§ **What is being asked**
Exactness is required. Restate every entry as written.
+ + + + + + +
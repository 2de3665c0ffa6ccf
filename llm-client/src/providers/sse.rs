//! Server-sent events decoding shared by the streaming HTTP providers.

use futures_util::{Stream, StreamExt, stream};

use crate::error::{LlmError, Result};
use crate::provider::{TextFragment, TextStream};

/// Line-oriented decoder for `text/event-stream` bodies.
///
/// Network chunks can end anywhere, including inside a multi-byte character,
/// so bytes are buffered until a full line is available.
#[derive(Debug, Default)]
pub struct SseDecoder {
    buffer: Vec<u8>,
}

impl SseDecoder {
    /// Feed a chunk of bytes, returning the `data:` payloads of every line completed by it
    pub fn push(&mut self, chunk: &[u8]) -> Vec<String> {
        self.buffer.extend_from_slice(chunk);

        let mut payloads = Vec::new();
        while let Some(newline) = self.buffer.iter().position(|&b| b == b'\n') {
            let line: Vec<u8> = self.buffer.drain(..=newline).collect();
            let line = String::from_utf8_lossy(&line);
            let line = line.trim_end_matches(['\n', '\r']);

            if let Some(data) = line.strip_prefix("data:") {
                payloads.push(data.trim_start().to_string());
            }
        }

        payloads
    }
}

/// Turn an HTTP byte stream into a fragment stream.
///
/// `parse` maps one `data:` payload to a fragment, or to `None` for payloads
/// that carry nothing at all (such as a `[DONE]` terminator).
pub fn fragments_from_sse<S, B, E, F>(bytes: S, parse: F) -> TextStream
where
    S: Stream<Item = std::result::Result<B, E>> + Send + 'static,
    B: AsRef<[u8]> + 'static,
    E: std::fmt::Display + 'static,
    F: Fn(&str) -> Option<Result<TextFragment>> + Send + 'static,
{
    let mut decoder = SseDecoder::default();

    let fragments = bytes
        .map(move |chunk| -> Vec<Result<TextFragment>> {
            match chunk {
                Ok(chunk) => decoder
                    .push(chunk.as_ref())
                    .iter()
                    .filter_map(|data| parse(data.as_str()))
                    .collect(),
                Err(e) => vec![Err(LlmError::Stream(e.to_string()))],
            }
        })
        .flat_map(stream::iter);

    Box::pin(fragments)
}

#[cfg(test)]
mod tests {
    use super::*;
    use crate::provider::collect_text;

    #[test]
    fn test_decoder_joins_lines_split_across_chunks() {
        let mut decoder = SseDecoder::default();

        assert!(decoder.push(b"data: {\"a\"").is_empty());
        assert_eq!(decoder.push(b":1}\n\n"), vec!["{\"a\":1}"]);
    }

    #[test]
    fn test_decoder_handles_crlf_and_ignores_other_fields() {
        let mut decoder = SseDecoder::default();

        let payloads = decoder.push(b": keep-alive\r\nevent: message\r\ndata: one\r\n\r\ndata: two\r\n");
        assert_eq!(payloads, vec!["one", "two"]);
    }

    #[test]
    fn test_decoder_keeps_multibyte_characters_intact() {
        let mut decoder = SseDecoder::default();
        let line = "data: 翻譯\n".as_bytes();

        // Split inside the first CJK character
        assert!(decoder.push(&line[..8]).is_empty());
        assert_eq!(decoder.push(&line[8..]), vec!["翻譯"]);
    }

    #[tokio::test]
    async fn test_fragments_from_sse_parses_and_skips_terminator() {
        let chunks: Vec<std::result::Result<Vec<u8>, String>> = vec![
            Ok(b"data: Hel".to_vec()),
            Ok(b"lo\n\ndata: [DONE]\n\n".to_vec()),
        ];

        let fragments = fragments_from_sse(stream::iter(chunks), |data| {
            (data != "[DONE]").then(|| Ok(TextFragment::text(data)))
        });

        assert_eq!(collect_text(fragments).await.unwrap(), "Hello");
    }

    #[tokio::test]
    async fn test_fragments_from_sse_reports_transport_error() {
        let chunks: Vec<std::result::Result<Vec<u8>, String>> = vec![
            Ok(b"data: partial\n".to_vec()),
            Err("connection reset".to_string()),
        ];

        let fragments =
            fragments_from_sse(stream::iter(chunks), |data| Some(Ok(TextFragment::text(data))));

        let err = collect_text(fragments).await.unwrap_err();
        assert!(matches!(err, LlmError::Stream(msg) if msg == "connection reset"));
    }
}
+ + + + + + +
§ **Exercise result**
repository 2de3665c0ffa6ccf
filename llm-client/src/providers/sse.rs
//! Server-sent events decoding shared by the streaming HTTP providers.

use futures_util::{Stream, StreamExt, stream};

use crate::error::{LlmError, Result};
use crate::provider::{TextFragment, TextStream};

/// Line-oriented decoder for `text/event-stream` bodies.
///
/// Network chunks can end anywhere, including inside a multi-byte character,
/// so bytes are buffered until a full line is available.
#[derive(Debug, Default)]
pub struct SseDecoder {
    buffer: Vec<u8>,
}

impl SseDecoder {
    /// Feed a chunk of bytes, returning the `data:` payloads of every line completed by it
    pub fn push(&mut self, chunk: &[u8]) -> Vec<String> {
        self.buffer.extend_from_slice(chunk);

        let mut payloads = Vec::new();
        while let Some(newline) = self.buffer.iter().position(|&b| b == b'\n') {
            let line: Vec<u8> = self.buffer.drain(..=newline).collect();
            let line = String::from_utf8_lossy(&line);
            let line = line.trim_end_matches(['\n', '\r']);

            if let Some(data) = line.strip_prefix("data:") {
                payloads.push(data.trim_start().to_string());
            }
        }

        payloads
    }
}

/// Turn an HTTP byte stream into a fragment stream.
///
/// `parse` maps one `data:` payload to a fragment, or to `None` for payloads
/// that carry nothing at all (such as a `[DONE]` terminator).
pub fn fragments_from_sse<S, B, E, F>(bytes: S, parse: F) -> TextStream
where
    S: Stream<Item = std::result::Result<B, E>> + Send + 'static,
    B: AsRef<[u8]> + 'static,
    E: std::fmt::Display + 'static,
    F: Fn(&str) -> Option<Result<TextFragment>> + Send + 'static,
{
    let mut decoder = SseDecoder::default();

    let fragments = bytes
        .map(move |chunk| -> Vec<Result<TextFragment>> {
            match chunk {
                Ok(chunk) => decoder
                    .push(chunk.as_ref())
                    .iter()
                    .filter_map(|data| parse(data.as_str()))
                    .collect(),
                Err(e) => vec![Err(LlmError::Stream(e.to_string()))],
            }
        })
        .flat_map(stream::iter);

    Box::pin(fragments)
}

#[cfg(test)]
mod tests {
    use super::*;
    use crate::provider::collect_text;

    #[test]
    fn test_decoder_joins_lines_split_across_chunks() {
        let mut decoder = SseDecoder::default();

        assert!(decoder.push(b"data: {\"a\"").is_empty());
        assert_eq!(decoder.push(b":1}\n\n"), vec!["{\"a\":1}"]);
    }

    #[test]
    fn test_decoder_handles_crlf_and_ignores_other_fields() {
        let mut decoder = SseDecoder::default();

        let payloads = decoder.push(b": keep-alive\r\nevent: message\r\ndata: one\r\n\r\ndata: two\r\n");
        assert_eq!(payloads, vec!["one", "two"]);
    }

    #[test]
    fn test_decoder_keeps_multibyte_characters_intact() {
        let mut decoder = SseDecoder::default();
        let line = "data: 翻譯\n".as_bytes();

        // Split inside the first CJK character
        assert!(decoder.push(&line[..8]).is_empty());
        assert_eq!(decoder.push(&line[8..]), vec!["翻譯"]);
    }

    #[tokio::test]
    async fn test_fragments_from_sse_parses_and_skips_terminator() {
        let chunks: Vec<std::result::Result<Vec<u8>, String>> = vec![
            Ok(b"data: Hel".to_vec()),
            Ok(b"lo\n\ndata: [DONE]\n\n".to_vec()),
        ];

        let fragments = fragments_from_sse(stream::iter(chunks), |data| {
            (data != "[DONE]").then(|| Ok(TextFragment::text(data)))
        });

        assert_eq!(collect_text(fragments).await.unwrap(), "Hello");
    }

    #[tokio::test]
    async fn test_fragments_from_sse_reports_transport_error() {
        let chunks: Vec<std::result::Result<Vec<u8>, String>> = vec![
            Ok(b"data: partial\n".to_vec()),
            Err("connection reset".to_string()),
        ];

        let fragments =
            fragments_from_sse(stream::iter(chunks), |data| Some(Ok(TextFragment::text(data))));

        let err = collect_text(fragments).await.unwrap_err();
        assert!(matches!(err, LlmError::Stream(msg) if msg == "connection reset"));
    }
}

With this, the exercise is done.